Cette représentation est bien éloignée de la réalité du territoire puisque six ou sept terroirs organisent différents écosystèmes et potentiels agronomiques autour de chaque village d’Europe en fonction des sols, de l’humidité, de la pente et de l’exposition.
Cette diversité n’est pas nommée ni utilisée aujourd’hui dans les politiques publiques.
Des écosystèmes très variés
Avant même que l’homme ne s’y installe, les espaces de l’Europe tempérée étaient composés d‘écosystèmes très variés, coexistant sur quelques centaines de mètres : des milieux humides en bord de rivière et dans les bas-fonds, dominés par les aulnes, les saules et les frênes ; des hêtraies - chênaies sur les terrasses ou les plateaux fertiles ; des charmaies - chênaies sur les pentes sud, les résineux s’installant plutôt sur les versants nord ; des landes ou des pelouses sèches sur les sols maigres des sommets ou des plateaux.
Après bien des erreurs, les communautés paysannes ont progressivement appris à utiliser ces divers espaces de façon rationnelle et créé des systèmes agraires complexes autour des villages, valorisant au mieux chaque terroir et créant ainsi des paysages typiques dans chaque sous-région.
Par exemple, en Europe tempérée, jusqu’au début du XXè siècle, les fonds des vallées humides étaient utilisés en prairies de fauche ; les terrasses et plateaux aux sols profonds devenaient des terres à céréales ; les pentes sud accueillaient la vigne ou les vergers ; les sommets de collines, souvent maigres, étaient valorisés en pâturages collectifs ; les forêts restaient cantonnées aux espaces les moins fertiles. Des ceintures de jardins et de vergers entouraient presque tous les villages de notre continent.

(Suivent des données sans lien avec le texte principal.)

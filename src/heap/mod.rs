mod encoder;
mod heap_file;
#[cfg(test)]
mod tests;

pub use encoder::HeapFileEncoder;
pub use heap_file::{HeapFile, HeapFileIter};

use std::sync::Arc;

use crate::buffer::{BufferPool, PageRef};
use crate::error::DbResult;
use crate::file::{PageId, TableId};
use crate::record::{HeapPage, Tuple, TupleSchema};
use crate::transaction::TransactionId;

/// Page-addressable storage for one table, as seen by the buffer pool
///
/// `HeapFile` is the only production implementation. The pool reads pages
/// through `read_page` on a miss and writes them back through `write_page`.
/// Tuple mutations pull pages through the pool and report which pages they touched.
pub trait DbFile: Send + Sync {
    /// Table identifier shared by every page of this file
    fn id(&self) -> TableId;

    fn schema(&self) -> &Arc<TupleSchema>;

    /// Number of whole pages currently stored
    fn page_count(&self) -> DbResult<usize>;

    /// Read and decode one page; short reads and decode failures are fatal
    fn read_page(&self, page_id: PageId) -> DbResult<HeapPage>;

    /// Encode and write one page at its offset, extending the file if needed
    fn write_page(&self, page: &HeapPage) -> DbResult<()>;

    /// Insert `tuple`, returning the single page it landed on
    fn insert_tuple(
        &self,
        pool: &BufferPool,
        tid: TransactionId,
        tuple: &mut Tuple,
    ) -> DbResult<Vec<PageRef>>;

    /// Delete `tuple` from its recorded page, returning that page
    fn delete_tuple(
        &self,
        pool: &BufferPool,
        tid: TransactionId,
        tuple: &mut Tuple,
    ) -> DbResult<Vec<PageRef>>;

    /// Push written pages to stable storage
    fn sync(&self) -> DbResult<()> {
        Ok(())
    }
}
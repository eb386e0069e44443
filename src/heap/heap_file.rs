use parking_lot::Mutex;
use std::path::Path;
use std::sync::Arc;

use super::DbFile;
use crate::buffer::{BufferPool, PageRef};
use crate::error::DbResult;
use crate::file::{PageId, PageNo, PagedFile, TableId};
use crate::record::{HeapPage, PageLayout, RecordError, Tuple, TupleSchema};
use crate::transaction::{Permissions, TransactionId};

/// A table stored as an unordered sequence of slotted pages in one file
pub struct HeapFile {
    id: TableId,
    schema: Arc<TupleSchema>,
    layout: PageLayout,
    file: PagedFile,
    /// Serializes inserts so two appends cannot claim the same new page
    insert_lock: Mutex<()>,
}

impl HeapFile {
    /// Open (or create) a heap file whose table id is derived from its path
    pub fn open<P: AsRef<Path>>(
        path: P,
        schema: Arc<TupleSchema>,
        page_size: usize,
    ) -> DbResult<Self> {
        let file = PagedFile::open(path, page_size)?;
        let id = table_id_for_path(file.path());
        Self::from_parts(id, file, schema)
    }

    /// Open (or create) a heap file with an explicit table id
    pub fn open_with_id<P: AsRef<Path>>(
        id: TableId,
        path: P,
        schema: Arc<TupleSchema>,
        page_size: usize,
    ) -> DbResult<Self> {
        let file = PagedFile::open(path, page_size)?;
        Self::from_parts(id, file, schema)
    }

    fn from_parts(id: TableId, file: PagedFile, schema: Arc<TupleSchema>) -> DbResult<Self> {
        let layout = PageLayout::new(file.page_size(), schema.record_size())?;
        Ok(Self {
            id,
            schema,
            layout,
            file,
            insert_lock: Mutex::new(()),
        })
    }

    pub fn path(&self) -> &Path {
        self.file.path()
    }

    pub fn page_size(&self) -> usize {
        self.file.page_size()
    }

    pub fn layout(&self) -> &PageLayout {
        &self.layout
    }

    /// Stream every tuple, page 0 upward and slot order within a page
    pub fn iter<'a>(&'a self, pool: &'a BufferPool, tid: TransactionId) -> HeapFileIter<'a> {
        HeapFileIter::new(self, pool, tid)
    }

    fn page_id(&self, page_no: PageNo) -> PageId {
        PageId::new(self.id, page_no)
    }
}

impl DbFile for HeapFile {
    fn id(&self) -> TableId {
        self.id
    }

    fn schema(&self) -> &Arc<TupleSchema> {
        &self.schema
    }

    fn page_count(&self) -> DbResult<usize> {
        Ok(self.file.page_count()?)
    }

    fn read_page(&self, page_id: PageId) -> DbResult<HeapPage> {
        let mut buffer = vec![0u8; self.file.page_size()];
        self.file.read_page(page_id.page_no(), &mut buffer)?;
        Ok(HeapPage::decode(
            page_id,
            Arc::clone(&self.schema),
            &buffer,
        )?)
    }

    fn write_page(&self, page: &HeapPage) -> DbResult<()> {
        let data = page.encode()?;
        self.file.write_page(page.id().page_no(), &data)?;
        Ok(())
    }

    fn insert_tuple(
        &self,
        pool: &BufferPool,
        tid: TransactionId,
        tuple: &mut Tuple,
    ) -> DbResult<Vec<PageRef>> {
        if !self.schema.is_compatible(tuple.schema()) {
            return Err(RecordError::SchemaMismatch(format!(
                "table {} holds ({}), tuple has ({})",
                self.id,
                self.schema,
                tuple.schema()
            ))
            .into());
        }

        let _guard = self.insert_lock.lock();

        let page_count = self.page_count()?;
        for page_no in 0..page_count {
            let placed = pool.update_page(tid, self.page_id(page_no), |page| {
                if page.free_slot_count() == 0 {
                    return Ok(false);
                }
                page.insert_tuple(tuple)?;
                Ok(true)
            })?;
            if let Some(page) = placed {
                return Ok(vec![page]);
            }
        }

        // Every page is full: establish a fresh page on disk, then go through the pool
        self.file
            .write_page(page_count, &HeapPage::empty_page_data(self.file.page_size()))?;

        let placed = pool.update_page(tid, self.page_id(page_count), |page| {
            page.insert_tuple(tuple)?;
            Ok(true)
        })?;
        Ok(placed.into_iter().collect())
    }

    fn delete_tuple(
        &self,
        pool: &BufferPool,
        tid: TransactionId,
        tuple: &mut Tuple,
    ) -> DbResult<Vec<PageRef>> {
        let rid = tuple.record_id().ok_or(RecordError::NotPlaced)?;
        if rid.page_id.table_id() != self.id {
            return Err(RecordError::NotOnPage {
                page_id: self.page_id(rid.page_id.page_no()),
                location: rid.to_string(),
            }
            .into());
        }

        let changed = pool.update_page(tid, rid.page_id, |page| {
            page.delete_tuple(tuple)?;
            Ok(true)
        })?;
        Ok(changed.into_iter().collect())
    }

    fn sync(&self) -> DbResult<()> {
        Ok(self.file.sync()?)
    }
}

/// Stable identifier for a table file, derived from its canonical path
fn table_id_for_path(path: &Path) -> TableId {
    let canonical = path.canonicalize().unwrap_or_else(|_| path.to_path_buf());
    let hasher = ahash::RandomState::with_seeds(0x5eed, 0x7ab1e, 0xf11e, 0x1d);
    hasher.hash_one(canonical) as TableId
}

/// Streaming scan over a heap file (yields tuples one-by-one)
///
/// Pages are fetched lazily through the buffer pool; the page count is taken
/// when the scan starts, so pages appended mid-scan are not visited.
pub struct HeapFileIter<'a> {
    file: &'a HeapFile,
    pool: &'a BufferPool,
    tid: TransactionId,
    page_no: PageNo,
    page_count: Option<usize>,
    current: std::vec::IntoIter<Tuple>,
    done: bool,
}

impl<'a> HeapFileIter<'a> {
    fn new(file: &'a HeapFile, pool: &'a BufferPool, tid: TransactionId) -> Self {
        Self {
            file,
            pool,
            tid,
            page_no: 0,
            page_count: None,
            current: Vec::new().into_iter(),
            done: false,
        }
    }

    /// Restart the scan from page 0
    pub fn rewind(&mut self) {
        self.page_no = 0;
        self.page_count = None;
        self.current = Vec::new().into_iter();
        self.done = false;
    }

    fn load_next_page(&mut self, page_count: usize) -> DbResult<bool> {
        if self.page_no >= page_count {
            return Ok(false);
        }

        let page_id = self.file.page_id(self.page_no);
        let page = self
            .pool
            .get_page(self.tid, page_id, Permissions::ReadOnly)?;
        let tuples: Vec<Tuple> = page.read().iter().cloned().collect();

        self.current = tuples.into_iter();
        self.page_no += 1;
        Ok(true)
    }
}

impl Iterator for HeapFileIter<'_> {
    type Item = DbResult<Tuple>;

    fn next(&mut self) -> Option<Self::Item> {
        if self.done {
            return None;
        }

        loop {
            if let Some(tuple) = self.current.next() {
                return Some(Ok(tuple));
            }

            let page_count = match self.page_count {
                Some(count) => count,
                None => match self.file.page_count() {
                    Ok(count) => {
                        self.page_count = Some(count);
                        count
                    }
                    Err(err) => {
                        self.done = true;
                        return Some(Err(err));
                    }
                },
            };

            match self.load_next_page(page_count) {
                Ok(true) => {}
                Ok(false) => {
                    self.done = true;
                    return None;
                }
                Err(err) => {
                    self.done = true;
                    return Some(Err(err));
                }
            }
        }
    }
}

La mise en culture des espaces naturels n’a pas toujours été synonyme d’appauvrissement biologique. De nouveaux écosystèmes se créaient, parfois plus riches en biodiversité que les milieux initiaux, par exemple dans le cas des cultures en terrasses ou des pâturages permanents. Dans ces systèmes traditionnels, les paysans étaient en général polyvalents, associant agriculture et élevage, ce qui permettait des transferts de fumure d’un terroir à l’autre. Les ressources locales étaient optimisées.
En Europe tempérée, les excès de déboisement qui perdurent jusqu’au XVIIIe siècle sont corrigés au XIXe siècle par des politiques de reboisement et la création des services forestiers. L’enrichissement des paysans observé à la fin du XIXè siècle grâce à l’amélioration des techniques et à la possibilité de vendre les surplus agricoles locaux dans les villes permet de fabriquer un paysage rural de très grande qualité : composé de cinq à dix terroirs suivants les régions, il est bien géré et assez riche en biodiversité. En montagne, l’étagement de la végétation crée des possibilités supplémentaires.
C’est à partir des années 1950, avec le développement d’une agriculture intensive et spécialisée, que ces terroirs sont progressivement gommés et les écosystèmes appauvris : par exemple, on draine les zones humides et on broie les terres caillouteuses et pauvres pour en faire des terres à céréales. Ces pratiques ont un coût financier : il est plus onéreux en intrants (engrais, pesticides) de produire sur les mauvaises terres que sur les bonnes terres. Le coût écologique est également lourd : les pollutions sont nombreuses (davantage d’intrants sont nécessaires, en partie lessivés par la pluie) et la mise en valeur de ces terres occasionne des désordres importants (érosion des sols…). La « terre devient plate » et les paysages homogènes.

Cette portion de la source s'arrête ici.